Your result should be every line of the records below that contains the word "trait".

+ + + + + + +

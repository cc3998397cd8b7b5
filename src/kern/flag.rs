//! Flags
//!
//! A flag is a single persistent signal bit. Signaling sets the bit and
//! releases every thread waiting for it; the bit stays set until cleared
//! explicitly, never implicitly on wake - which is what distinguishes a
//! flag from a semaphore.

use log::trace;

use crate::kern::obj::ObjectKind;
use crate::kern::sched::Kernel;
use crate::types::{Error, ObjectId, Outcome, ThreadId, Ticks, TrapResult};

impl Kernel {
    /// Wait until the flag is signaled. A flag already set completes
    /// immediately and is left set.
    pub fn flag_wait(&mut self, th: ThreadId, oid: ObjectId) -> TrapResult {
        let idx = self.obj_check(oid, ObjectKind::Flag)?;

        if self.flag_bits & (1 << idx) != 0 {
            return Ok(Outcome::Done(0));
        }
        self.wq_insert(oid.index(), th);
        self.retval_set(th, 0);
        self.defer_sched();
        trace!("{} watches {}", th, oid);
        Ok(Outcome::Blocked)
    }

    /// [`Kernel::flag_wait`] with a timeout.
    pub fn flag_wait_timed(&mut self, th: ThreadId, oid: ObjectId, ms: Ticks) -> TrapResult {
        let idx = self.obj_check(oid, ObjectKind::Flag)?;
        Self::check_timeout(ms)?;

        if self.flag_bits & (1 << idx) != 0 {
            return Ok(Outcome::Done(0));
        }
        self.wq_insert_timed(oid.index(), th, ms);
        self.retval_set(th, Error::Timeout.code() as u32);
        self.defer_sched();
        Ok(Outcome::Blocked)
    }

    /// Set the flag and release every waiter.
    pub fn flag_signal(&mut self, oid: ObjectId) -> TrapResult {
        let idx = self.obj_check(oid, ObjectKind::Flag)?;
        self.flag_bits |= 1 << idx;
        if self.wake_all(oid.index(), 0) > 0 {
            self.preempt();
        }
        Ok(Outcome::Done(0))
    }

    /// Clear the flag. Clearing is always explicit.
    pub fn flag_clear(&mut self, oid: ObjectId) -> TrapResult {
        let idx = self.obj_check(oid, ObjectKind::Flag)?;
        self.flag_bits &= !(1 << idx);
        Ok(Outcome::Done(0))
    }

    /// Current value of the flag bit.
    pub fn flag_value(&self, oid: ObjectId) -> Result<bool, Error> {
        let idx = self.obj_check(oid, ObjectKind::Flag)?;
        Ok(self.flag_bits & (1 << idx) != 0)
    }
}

+ + + + + + +

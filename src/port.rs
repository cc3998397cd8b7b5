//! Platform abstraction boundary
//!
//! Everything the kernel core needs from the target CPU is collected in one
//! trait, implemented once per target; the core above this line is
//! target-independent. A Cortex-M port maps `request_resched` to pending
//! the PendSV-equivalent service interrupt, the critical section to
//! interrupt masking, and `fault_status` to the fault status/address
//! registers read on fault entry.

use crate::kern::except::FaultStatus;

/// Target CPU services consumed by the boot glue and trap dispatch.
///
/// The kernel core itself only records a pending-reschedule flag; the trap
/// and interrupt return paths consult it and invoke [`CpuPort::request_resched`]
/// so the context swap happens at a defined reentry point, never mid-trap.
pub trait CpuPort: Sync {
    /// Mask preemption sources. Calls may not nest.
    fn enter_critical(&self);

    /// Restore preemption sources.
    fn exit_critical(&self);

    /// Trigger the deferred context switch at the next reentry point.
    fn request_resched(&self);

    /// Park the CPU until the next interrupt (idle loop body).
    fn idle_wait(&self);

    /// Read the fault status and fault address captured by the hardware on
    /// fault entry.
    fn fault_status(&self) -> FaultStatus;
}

+ + + + + + +

Answer for this exercise —
//! trait, implemented once per target; the core above this line is
pub trait CpuPort: Sync {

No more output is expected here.